Together, these technologies made it possible to stand up new capability at pace while laying a foundation that can be expanded and maintained over time, rather than rebuilt with each phase of change.
Conclusion
The work with this major UK regulatory body shows that regulatory services can move forward through the use of modular cloud platforms and delivery approaches that place users and policy interpretation at the centre of design. The work demonstrated that automation can carry a large share of routine submissions, reducing the volume of manual handling and helping specialists focus on areas where judgement is essential.
It also confirmed that AI-supported checks have a meaningful role in certificate and data validation.
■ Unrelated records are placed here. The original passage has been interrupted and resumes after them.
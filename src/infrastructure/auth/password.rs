//! Password hashing and verification

use argon2::{
    password_hash::{
        rand_core::OsRng, PasswordHash, PasswordHasher as Argon2PasswordHasher, PasswordVerifier,
        SaltString,
    },
    Argon2,
};
use std::fmt::Debug;
use subtle::ConstantTimeEq;

use crate::domain::DomainError;

/// Trait for password hashing operations
pub trait PasswordHasher: Send + Sync + Debug {
    fn hash(&self, password: &str) -> Result<String, DomainError>;

    fn verify(&self, password: &str, hash: &str) -> bool;
}

/// Argon2-based password hasher
#[derive(Debug, Clone, Default)]
pub struct Argon2Hasher;

impl Argon2Hasher {
    pub fn new() -> Self {
        Self
    }
}

impl PasswordHasher for Argon2Hasher {
    fn hash(&self, password: &str) -> Result<String, DomainError> {
        let salt = SaltString::generate(&mut OsRng);

        Argon2::default()
            .hash_password(password.as_bytes(), &salt)
            .map(|hash| hash.to_string())
            .map_err(|e| DomainError::internal(format!("Failed to hash password: {}", e)))
    }

    fn verify(&self, password: &str, hash: &str) -> bool {
        let Ok(parsed_hash) = PasswordHash::new(hash) else {
            return false;
        };

        Argon2::default()
            .verify_password(password.as_bytes(), &parsed_hash)
            .is_ok()
    }
}

/// Verifier for bcrypt hashes (`$2a$`, `$2b$`, `$2y$`)
#[derive(Debug, Clone, Default)]
pub struct BcryptVerifier;

impl BcryptVerifier {
    pub fn verify(&self, password: &str, hash: &str) -> bool {
        bcrypt::verify(password, hash).unwrap_or(false)
    }
}

/// Hash formats accepted for the configured admin password
#[derive(Debug, Clone, Copy, PartialEq, Eq)]
pub enum HashScheme {
    Bcrypt,
    Argon2,
}

impl HashScheme {
    pub fn detect(hash: &str) -> Option<Self> {
        if hash.starts_with("$2a$") || hash.starts_with("$2b$") || hash.starts_with("$2y$") {
            Some(Self::Bcrypt)
        } else if hash.starts_with("$argon2") {
            Some(Self::Argon2)
        } else {
            None
        }
    }
}

/// Checks a password against a stored hash of either supported scheme.
/// Unknown formats never verify.
pub fn verify_password_hash(password: &str, hash: &str) -> bool {
    match HashScheme::detect(hash) {
        Some(HashScheme::Bcrypt) => BcryptVerifier.verify(password, hash),
        Some(HashScheme::Argon2) => Argon2Hasher.verify(password, hash),
        None => false,
    }
}

/// Compares two secrets without early exit on the first differing byte
pub fn constant_time_eq(a: &str, b: &str) -> bool {
    a.as_bytes().ct_eq(b.as_bytes()).into()
}

#[cfg(test)]
mod tests {
    use super::*;

    #[test]
    fn test_hash_and_verify() {
        let hasher = Argon2Hasher::new();
        let hash = hasher.hash("my_secure_password").unwrap();

        assert!(hasher.verify("my_secure_password", &hash));
        assert!(!hasher.verify("wrong_password", &hash));
    }

    #[test]
    fn test_hash_is_unique() {
        let hasher = Argon2Hasher::new();

        let hash1 = hasher.hash("pw").unwrap();
        let hash2 = hasher.hash("pw").unwrap();

        assert_ne!(hash1, hash2);
        assert!(hasher.verify("pw", &hash1));
        assert!(hasher.verify("pw", &hash2));
    }

    #[test]
    fn test_verify_invalid_hash() {
        let hasher = Argon2Hasher::new();

        assert!(!hasher.verify("password", "invalid_hash_format"));
        assert!(!hasher.verify("password", ""));
    }

    #[test]
    fn test_detect_scheme() {
        assert_eq!(HashScheme::detect("$2a$10$abc"), Some(HashScheme::Bcrypt));
        assert_eq!(HashScheme::detect("$2b$12$abc"), Some(HashScheme::Bcrypt));
        assert_eq!(
            HashScheme::detect("$argon2id$v=19$m=19456,t=2,p=1$abc"),
            Some(HashScheme::Argon2)
        );
        assert_eq!(HashScheme::detect("plaintext"), None);
    }

    #[test]
    fn test_verify_bcrypt_hash() {
        let hash = bcrypt::hash("admin123", 4).unwrap();

        assert!(verify_password_hash("admin123", &hash));
        assert!(!verify_password_hash("admin124", &hash));
    }

    #[test]
    fn test_verify_argon2_hash() {
        let hash = Argon2Hasher::new().hash("s3cret").unwrap();

        assert!(verify_password_hash("s3cret", &hash));
        assert!(!verify_password_hash("S3cret", &hash));
    }

    #[test]
    fn test_unknown_hash_never_verifies() {
        assert!(!verify_password_hash("admin123", "admin123"));
        assert!(!verify_password_hash("", ""));
    }

    #[test]
    fn test_constant_time_eq() {
        assert!(constant_time_eq("admin123", "admin123"));
        assert!(!constant_time_eq("admin123", "admin124"));
        assert!(!constant_time_eq("admin123", "admin1234"));
        assert!(constant_time_eq("", ""));
    }
}
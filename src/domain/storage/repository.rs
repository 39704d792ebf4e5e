//! Storage trait definition

use std::fmt::Debug;

use async_trait::async_trait;

use crate::domain::DomainError;

use super::entity::StorageEntity;

/// Generic document storage for one entity collection
#[async_trait]
pub trait Storage<E>: Send + Sync + Debug
where
    E: StorageEntity + 'static,
{
    async fn get(&self, key: &E::Key) -> Result<Option<E>, DomainError>;

    async fn list(&self) -> Result<Vec<E>, DomainError>;

    /// Creates a new entity, returns a conflict if the key is taken
    async fn create(&self, entity: E) -> Result<E, DomainError>;

    /// Replaces an existing entity, returns not found if absent
    async fn update(&self, entity: E) -> Result<E, DomainError>;

    /// Creates or replaces
    async fn save(&self, entity: E) -> Result<E, DomainError> {
        if self.exists(entity.key()).await? {
            self.update(entity).await
        } else {
            self.create(entity).await
        }
    }

    /// Returns true if something was deleted
    async fn delete(&self, key: &E::Key) -> Result<bool, DomainError>;

    async fn exists(&self, key: &E::Key) -> Result<bool, DomainError> {
        Ok(self.get(key).await?.is_some())
    }

    async fn count(&self) -> Result<usize, DomainError> {
        Ok(self.list().await?.len())
    }

    /// Round-trips to the backend without touching data
    async fn ping(&self) -> Result<(), DomainError> {
        Ok(())
    }
}
//! Authentication infrastructure module
//!
//! Admin credential verification, password hashing and JWT handling.

mod credentials;
mod jwt;
mod password;

pub use credentials::AdminCredentials;
pub use jwt::{AdminClaims, IssuedToken, JwtConfig, JwtGenerator, JwtService};
pub use password::{
    constant_time_eq, verify_password_hash, Argon2Hasher, BcryptVerifier, HashScheme,
    PasswordHasher,
};
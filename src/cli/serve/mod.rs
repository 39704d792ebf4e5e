//! Serve command - runs the API server with static uploads

use std::net::SocketAddr;

use tokio::net::TcpListener;
use tokio::signal;
use tracing::{info, warn};

use crate::config::AppConfig;
use crate::infrastructure::logging;

/// Run the API server until Ctrl+C or SIGTERM
pub async fn run() -> anyhow::Result<()> {
    dotenvy::dotenv().ok();

    let config = AppConfig::load()?;
    logging::init_logging(&config.logging);

    info!(
        environment = ?config.server.environment,
        public_dir = %config.uploads.public_dir.display(),
        "Loaded configuration"
    );

    let app = crate::create_app(&config).await?;

    let addr = build_socket_addr(&config)?;
    info!("Starting server on {}", addr);

    let listener = TcpListener::bind(addr).await?;

    axum::serve(listener, app)
        .with_graceful_shutdown(shutdown_signal())
        .await?;

    info!("Server shutdown complete");

    Ok(())
}

async fn shutdown_signal() {
    let ctrl_c = async {
        if let Err(e) = signal::ctrl_c().await {
            warn!("Failed to listen for Ctrl+C: {}", e);
            std::future::pending::<()>().await;
        }
    };

    #[cfg(unix)]
    let terminate = async {
        match signal::unix::signal(signal::unix::SignalKind::terminate()) {
            Ok(mut stream) => {
                stream.recv().await;
            }
            Err(e) => {
                warn!("Failed to install SIGTERM handler: {}", e);
                std::future::pending::<()>().await;
            }
        }
    };

    #[cfg(not(unix))]
    let terminate = std::future::pending::<()>();

    tokio::select! {
        _ = ctrl_c => {
            info!("Received Ctrl+C, initiating graceful shutdown");
        }
        _ = terminate => {
            info!("Received SIGTERM, initiating graceful shutdown");
        }
    }
}

fn build_socket_addr(config: &AppConfig) -> anyhow::Result<SocketAddr> {
    Ok(SocketAddr::from((
        config.server.host.parse::<std::net::IpAddr>()?,
        config.server.port,
    )))
}

#[cfg(test)]
mod tests {
    use super::*;

    #[test]
    fn test_build_socket_addr() {
        let mut config = AppConfig::default();
        config.server.host = "127.0.0.1".to_string();
        config.server.port = 5000;

        assert_eq!(
            build_socket_addr(&config).unwrap(),
            "127.0.0.1:5000".parse::<SocketAddr>().unwrap()
        );
    }

    #[test]
    fn test_invalid_host_rejected() {
        let mut config = AppConfig::default();
        config.server.host = "not-an-ip".to_string();

        assert!(build_socket_addr(&config).is_err());
    }
}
The artefacts produced during the programme give future teams a structured starting point, lowering the risk often associated with multi-phase regulatory change. The delivery model, built around a unified Microsoft technology base and integrated teams, proved more responsive and efficient than approaches that rely on heavier, fragmented supplier structures.
With the platform in place, the Agency has a working foundation that can be extended to keep pace with new regulatory expectations. The experience offers a reference point for other organisations looking to strengthen safety oversight, improve operational capacity, and build confidence across health and life-sciences markets.